The task
The word "PolicyEngine" may appear in some lines of the data; copy every such line.

Recorded data: Begin

//! Municipal policy: needs assessment, budget allocation, building and programs
//!
//! A cycle runs every `policy.interval` steps and walks the phases
//! Idle -> Assessing -> Allocating -> Building -> Idle. Money not spent in a
//! cycle stays in the pool for the next one.

pub mod allocation;
pub mod builder;
pub mod needs;
pub mod programs;

pub use allocation::{allocate, fallback_fractions};
pub use builder::{build_greedy, found_settlement, BuildOutcome};
pub use needs::{CoverageGapNeeds, NeedsAssessment};
pub use programs::{apply_programs, ProgramOutcome};

use rand_chacha::ChaCha8Rng;
use serde::{Deserialize, Serialize};

use crate::core::config::{PolicyConfig, SimulationConfig};
use crate::core::error::Result;
use crate::core::types::{CategoryTable, InfrastructureId, PolicyCategory, Step};
use crate::town::events::{EventKind, EventLog};
use crate::town::systems::MetricsSnapshot;
use crate::town::world::TownWorld;

#[derive(Clone, Copy, Debug, PartialEq, Eq, Serialize, Deserialize)]
pub enum PolicyPhase {
    Idle,
    Assessing,
    Allocating,
    Building,
}

/// Everything one policy cycle decided and spent
#[derive(Clone, Debug, PartialEq, Serialize, Deserialize)]
pub struct PolicyReport {
    pub step: Step,
    pub budget_added: f64,
    pub pool_before: f64,
    pub needs: CategoryTable<f64>,
    pub fractions: CategoryTable<f64>,
    /// Allocation failed and the default fractions were used
    pub recovered: bool,
    pub shares: CategoryTable<f64>,
    pub built: Vec<InfrastructureId>,
    pub building_skipped: bool,
    pub spent: CategoryTable<f64>,
    pub beneficiaries: CategoryTable<u32>,
    pub pool_after: f64,
}

impl PolicyReport {
    pub fn total_spent(&self) -> f64 {
        self.spent.sum()
    }
}

#[derive(Debug)]
pub struct PolicyEngine {
    phase: PolicyPhase,
    pool: f64,
    fractions: CategoryTable<f64>,
    needs: Box<dyn NeedsAssessment>,
    reports: Vec<PolicyReport>,
}

impl PolicyEngine {
    pub fn new(config: &PolicyConfig) -> Self {
        Self {
            phase: PolicyPhase::Idle,
            pool: 0.0,
            fractions: fallback_fractions(config),
            needs: Box::new(CoverageGapNeeds),
            reports: Vec::new(),
        }
    }

    /// Replace the needs assessment strategy
    pub fn with_needs(mut self, needs: Box<dyn NeedsAssessment>) -> Self {
        self.needs = needs;
        self
    }

    pub fn phase(&self) -> PolicyPhase {
        self.phase
    }

    /// Unspent money carried between cycles
    pub fn pool(&self) -> f64 {
        self.pool
    }

    /// Fractions chosen by the most recent cycle
    pub fn fractions(&self) -> &CategoryTable<f64> {
        &self.fractions
    }

    pub fn reports(&self) -> &[PolicyReport] {
        &self.reports
    }

    /// Whether a cycle is due at `step`
    pub fn is_due(step: Step, config: &PolicyConfig) -> bool {
        config.interval > 0 && step > 0 && step % config.interval == 0
    }

    /// Place the initial infrastructure stock outside the budget
    pub fn found_settlement(
        &self,
        world: &mut TownWorld,
        config: &SimulationConfig,
        rng: &mut ChaCha8Rng,
        events: &mut EventLog,
    ) -> Result<Vec<InfrastructureId>> {
        found_settlement(world, &config.infrastructure, rng, events)
    }

    /// Run one full cycle against the latest snapshot
    pub fn run_cycle(
        &mut self,
        world: &mut TownWorld,
        latest: &MetricsSnapshot,
        config: &SimulationConfig,
        rng: &mut ChaCha8Rng,
        events: &mut EventLog,
    ) -> Result<PolicyReport> {
        let step = world.step;
        let policy = &config.policy;

        world.decay_infrastructure(config.infrastructure.quality_decay, config.infrastructure.min_quality)?;
        let pool_before = self.pool;
        self.pool += policy.budget;
        let available = self.pool;

        self.phase = PolicyPhase::Assessing;
        let needs = self.needs.assess(latest, config);

        self.phase = PolicyPhase::Allocating;
        let (fractions, recovered) = match allocate(&needs, policy) {
            Ok(fractions) => (fractions, false),
            Err(e) => {
                tracing::warn!(step, error = %e, "Allocation failed, using default fractions");
                events.add_event(EventKind::AllocationRecovered { reason: e.to_string() }, step);
                (fallback_fractions(policy), true)
            }
        };
        self.fractions = fractions;

        let mut shares = CategoryTable::default();
        for category in PolicyCategory::ALL {
            *shares.get_mut(category) = available * fractions.get(category);
        }

        self.phase = PolicyPhase::Building;
        let build = build_greedy(world, shares.infrastructure, &config.infrastructure, events)?;
        let mut outcome = apply_programs(world, &shares, config, rng, events);
        outcome.spent.infrastructure = build.spent;
        outcome.beneficiaries.infrastructure = build.built.len() as u32;

        let spent = outcome.spent.sum();
        self.pool = (available - spent).max(0.0);
        self.phase = PolicyPhase::Idle;

        tracing::info!(
            step,
            available,
            spent,
            built = build.built.len(),
            pool = self.pool,
            "Policy cycle complete"
        );
        events.add_event(
            EventKind::PolicyCycle {
                pool: self.pool,
                fractions,
            },
            step,
        );

        let report = PolicyReport {
            step,
            budget_added: policy.budget,
            pool_before,
            needs,
            fractions,
            recovered,
            shares,
            built: build.built,
            building_skipped: build.skipped,
            spent: outcome.spent,
            beneficiaries: outcome.beneficiaries,
            pool_after: self.pool,
        };
        self.reports.push(report.clone());
        Ok(report)
    }
}
//! Infrastructure items and the coverage registry

pub mod item;
pub mod registry;

pub use item::InfrastructureItem;
pub use registry::{CoverageBonuses, InfrastructureRegistry};
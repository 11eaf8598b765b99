//! Generic bounded lattice for per-cell data

use crate::core::error::{Result, SimError};
use crate::core::types::Position;

/// Dense 2D grid, row-major, one `T` per cell
#[derive(Debug, Clone)]
pub struct Grid<T: Clone + Default> {
    width: u32,
    height: u32,
    data: Vec<T>,
}

impl<T: Clone + Default> Grid<T> {
    pub fn new(width: u32, height: u32) -> Self {
        Self {
            width,
            height,
            data: vec![T::default(); width as usize * height as usize],
        }
    }

    pub fn width(&self) -> u32 {
        self.width
    }

    pub fn height(&self) -> u32 {
        self.height
    }

    #[inline]
    pub fn contains(&self, pos: Position) -> bool {
        pos.x >= 0 && pos.y >= 0 && (pos.x as u32) < self.width && (pos.y as u32) < self.height
    }

    #[inline]
    fn index(&self, pos: Position) -> Option<usize> {
        if self.contains(pos) {
            Some(pos.y as usize * self.width as usize + pos.x as usize)
        } else {
            None
        }
    }

    /// `OutOfBounds` unless `pos` lies on the grid
    pub fn check_bounds(&self, pos: Position) -> Result<()> {
        if self.contains(pos) {
            Ok(())
        } else {
            Err(SimError::OutOfBounds {
                position: pos,
                width: self.width,
                height: self.height,
            })
        }
    }

    #[inline]
    pub fn get(&self, pos: Position) -> Option<&T> {
        self.index(pos).map(|i| &self.data[i])
    }

    #[inline]
    pub fn get_mut(&mut self, pos: Position) -> Option<&mut T> {
        self.index(pos).map(move |i| &mut self.data[i])
    }

    /// All on-grid cells within Euclidean `radius` of `center`, row-major.
    ///
    /// The center itself may lie off-grid; a negative radius yields nothing.
    pub fn cells_within(&self, center: Position, radius: f64) -> impl Iterator<Item = Position> + Clone {
        let reach = if radius >= 0.0 {
            radius.min(f64::from(i32::MAX)).floor() as i64
        } else {
            -1
        };
        let x0 = (i64::from(center.x) - reach).max(0);
        let x1 = (i64::from(center.x) + reach).min(i64::from(self.width) - 1);
        let y0 = (i64::from(center.y) - reach).max(0);
        let y1 = (i64::from(center.y) + reach).min(i64::from(self.height) - 1);

        (y0..=y1)
            .flat_map(move |y| (x0..=x1).map(move |x| Position::new(x as i32, y as i32)))
            .filter(move |p| p.distance(&center) <= radius)
    }

    /// Every cell in row-major order
    pub fn positions(&self) -> impl Iterator<Item = Position> + Clone {
        let (w, h) = (self.width as i32, self.height as i32);
        (0..h).flat_map(move |y| (0..w).map(move |x| Position::new(x, y)))
    }
}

Recorded data: End

Response area
pub struct PolicyEngine {
impl PolicyEngine {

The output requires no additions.